Since its emergence in the first half of the 20th century, semiotics has been defined at the same time as an interdisciplinary field of research and as an individual science with its own theory and methods. The latter has been indispensable for the advancement of research, whereas the former has in many occasions been the true reason for the interest towards semiotics in the academia and in society in general. However, the relation between the two has been difficult, provoking recurring questions about the nature of semiotic research, its own methodology, aims, and results, and its value. Teaching semiotics as an act of transmitting information, of research skills and of a specific, research oriented world-view (with its values and history) is the place where these questions find their most acute form and also need constantly convincing responses. At the beginning of the new century, we have to consider also the new standards of communication in the so called knowledge-based society and the strategic role, which semiotics could have in the unavoidable transformation of the academic institutions – both as an academic discipline and a theoretic framework. The round table discussion proposes to focus on the specific demands and tasks concerning the teaching of semiotics in this new social and academic context prevailing at the beginning of the 21st century.

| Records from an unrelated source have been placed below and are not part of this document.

// /forum-platform/services/upload-service/src/main.rs
mod config;
mod error;
mod handlers;
mod identity;
mod logger;
mod models;
mod policy;
mod rate_limit;
mod routes;
mod security_log;
mod storage;
mod upload;
mod validation;

use std::net::SocketAddr;
use std::sync::Arc;
use tracing::info;

use config::{AppConfig, ConfigError};
use error::AppResult;
use identity::TrustedProxies;
use policy::{EndpointPolicies, UploadEndpoint};
use rate_limit::RateLimiter;
use storage::FileStorage;
use upload::{FileUploader, UploadTracker};
use validation::{DangerousExtensionSet, FileValidator, SignatureRegistry};

#[derive(Clone)]
pub struct AppState {
    pub config: Arc<AppConfig>,
    pub uploader: FileUploader,
    pub rate_limiter: Arc<RateLimiter>,
    pub trusted_proxies: Arc<TrustedProxies>,
}

impl AppState {
    // Bangun semua komponen dari konfigurasi, registry immutable setelah ini
    pub fn from_config(config: AppConfig) -> AppResult<Self> {
        let dangerous = DangerousExtensionSet::default()
            .with_extensions(&config.extra_blocked_extensions)
            .with_name_patterns(&config.extra_blocked_name_patterns)
            .map_err(ConfigError::from)?;

        let registry = Arc::new(SignatureRegistry::default());
        let validator = FileValidator::new(Arc::new(dangerous), registry.clone());

        let policies = EndpointPolicies::from_config(&config);
        let missing = policies.audit(validator.registry());
        info!(
            "📋 Signature registry: {} content types, {} policy entries tanpa descriptor",
            registry.content_types().count(),
            missing
        );

        let categories = UploadEndpoint::all().map(|endpoint| endpoint.category());
        let storage = FileStorage::new(config.upload_dir.clone(), &categories)?;

        let uploader = FileUploader::new(
            validator,
            Arc::new(policies),
            Arc::new(storage),
            UploadTracker::new(config.max_concurrent_uploads),
        );

        let rate_limiter = RateLimiter::new(config.rate_limit_max_requests, config.rate_limit_window_seconds);
        let trusted_proxies = TrustedProxies::new(config.trusted_proxies.iter().copied());

        Ok(Self {
            config: Arc::new(config),
            uploader,
            rate_limiter: Arc::new(rate_limiter),
            trusted_proxies: Arc::new(trusted_proxies),
        })
    }
}

#[tokio::main]
async fn main() -> Result<(), Box<dyn std::error::Error>> {
    // Load environment variables
    dotenvy::dotenv().ok();

    let config = AppConfig::from_env()?;
    logger::init_logger(config.log_format);

    let bind_address = config.bind_address();
    info!(
        "⚙️ Upload policy: forum_post={}MB, reply={}MB, note={}MB, inspect_text={}",
        config.forum_post_max_mb,
        config.reply_max_mb,
        config.note_max_mb,
        config.inspect_text_content
    );
    if !config.trusted_proxies.is_empty() {
        info!("🔀 Trusted proxies: {:?}", config.trusted_proxies);
    }

    let app_state = AppState::from_config(config)?;
    let app = routes::create_router(app_state);

    info!("🚀 Upload Service starting on {}", bind_address);

    // Start server
    let listener = tokio::net::TcpListener::bind(&bind_address).await?;
    // Peer address dibutuhkan untuk identity client
    axum::serve(listener, app.into_make_service_with_connect_info::<SocketAddr>()).await?;

    Ok(())
}
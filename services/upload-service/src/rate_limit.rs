// /forum-platform/services/upload-service/src/rate_limit.rs
use axum::{
    extract::{Request, State},
    middleware::Next,
    response::Response,
    Extension,
};
use std::collections::HashMap;
use std::sync::Arc;
use std::time::Duration;
use tokio::sync::Mutex;
use tokio::time::Instant;

use crate::error::AppError;
use crate::identity::{ClientIdentity, ClientKey};
use crate::AppState;

/// Token bucket per client: kapasitas `max_requests`, terisi penuh lagi dalam satu window
#[derive(Clone)]
pub struct RateLimiter {
    buckets: Arc<Mutex<HashMap<ClientKey, Bucket>>>,
    capacity: f64,
    window_seconds: f64,
}

#[derive(Debug, Clone, Copy)]
struct Bucket {
    tokens: f64,
    updated: Instant,
}

/// Hasil pengecekan satu request
#[derive(Debug, Clone, Copy, PartialEq, Eq)]
pub enum RateDecision {
    Allowed,
    Limited { retry_after: Duration },
}

impl RateLimiter {
    pub fn new(max_requests: u32, window_seconds: u64) -> Self {
        let window = Duration::from_secs(window_seconds.max(1));
        let capacity = f64::from(max_requests.max(1));

        let limiter = Self {
            buckets: Arc::new(Mutex::new(HashMap::new())),
            capacity,
            window_seconds: window.as_secs_f64(),
        };

        // Bucket yang idle dua window pasti sudah penuh, aman dibuang
        let buckets_clone = limiter.buckets.clone();
        tokio::spawn(async move {
            let mut interval = tokio::time::interval(window * 2);

            loop {
                interval.tick().await;
                let mut buckets = buckets_clone.lock().await;
                let before = buckets.len();
                buckets.retain(|_, bucket| bucket.updated.elapsed() < window * 2);

                if before != buckets.len() {
                    tracing::debug!("Rate limiter cleanup: removed {} stale buckets", before - buckets.len());
                }
            }
        });

        limiter
    }

    /// Ambil satu token untuk client, Limited berisi waktu sampai token berikutnya tersedia
    pub async fn check(&self, key: ClientKey) -> RateDecision {
        let now = Instant::now();
        let mut buckets = self.buckets.lock().await;

        let bucket = buckets.entry(key).or_insert(Bucket {
            tokens: self.capacity,
            updated: now,
        });

        let elapsed = now.saturating_duration_since(bucket.updated).as_secs_f64();
        bucket.tokens = (bucket.tokens + elapsed * self.capacity / self.window_seconds).min(self.capacity);
        bucket.updated = now;

        if bucket.tokens >= 1.0 {
            bucket.tokens -= 1.0;
            return RateDecision::Allowed;
        }

        let wait = ((1.0 - bucket.tokens) * self.window_seconds / self.capacity).ceil().max(1.0);
        RateDecision::Limited {
            retry_after: Duration::from_secs(wait as u64),
        }
    }
}

/// Rate limiting middleware untuk upload routes, identity sudah di-resolve sebelumnya
pub async fn rate_limit_middleware(
    State(state): State<AppState>,
    Extension(identity): Extension<ClientIdentity>,
    req: Request,
    next: Next,
) -> Result<Response, AppError> {
    match state.rate_limiter.check(identity.key).await {
        RateDecision::Allowed => Ok(next.run(req).await),
        RateDecision::Limited { retry_after } => {
            tracing::warn!(
                "Rate limit terlampaui untuk: {} (retry dalam {}s)",
                identity.key,
                retry_after.as_secs()
            );

            Err(AppError::RateLimited {
                retry_after_seconds: retry_after.as_secs(),
            })
        }
    }
}
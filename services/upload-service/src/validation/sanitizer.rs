// /forum-platform/services/upload-service/src/validation/sanitizer.rs
// ===== FILENAME SANITIZER =====

use super::dangerous::final_component;

/// Panjang maksimal nama hasil sanitasi (dalam karakter)
pub const MAX_SANITIZED_LENGTH: usize = 200;

/// Token pengganti kalau hasil sanitasi kosong
pub const FALLBACK_NAME: &str = "file";

/// Sanitize nama file dari user jadi token aman untuk storage.
///
/// Urutan: ambil komponen path terakhir, ganti karakter di luar `[a-zA-Z0-9._-]`
/// dengan `_`, collapse titik berurutan, buang leading dot, lalu truncate.
/// Idempotent: `sanitize_filename(sanitize_filename(x)) == sanitize_filename(x)`.
pub fn sanitize_filename(filename: &str) -> String {
    let name = final_component(filename);

    let mut sanitized = String::with_capacity(name.len());
    let mut previous_dot = false;

    for c in name.chars() {
        let c = if c.is_ascii_alphanumeric() || matches!(c, '.' | '_' | '-') {
            c
        } else {
            '_'
        };

        if c == '.' {
            if previous_dot {
                continue;
            }
            previous_dot = true;
        } else {
            previous_dot = false;
        }

        sanitized.push(c);
    }

    let trimmed = sanitized.strip_prefix('.').unwrap_or(&sanitized);
    let truncated: String = trimmed.chars().take(MAX_SANITIZED_LENGTH).collect();

    if truncated.is_empty() {
        FALLBACK_NAME.to_string()
    } else {
        truncated
    }
}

Understanding Signs of Existential Life
Coordinators: Eero Tarasti, Solomon Marcus, Eric Landowski, Guido Ipsen, Drina Hocevar

Women in Semiotics
Coordinators: Susan Petrilli, Lucia Santaella, Eila Tarasti, Pirjo Kukkonen, Katriina Kajannes. Speakers include: Myrdene Andersen, Dinda Gorlée, Ahti-Veikko Pietarinen, Susan Petrilli (On Victoria Welby, Mary Everst Boole, and Suzanne Langer), Augusto Ponzio (on Kristeva), H. Walter Schmitz, Lucia Santaella, Eila Tarasti, Genevieve Vaughan


Study sessions

Anthroposemiotics within the framework of biosemiotics
Coordinator: Göran Sonesson. Participants: Sören Brier, Barend van Heusden, Fredrik Stjernfelt, Jordan Zlatev.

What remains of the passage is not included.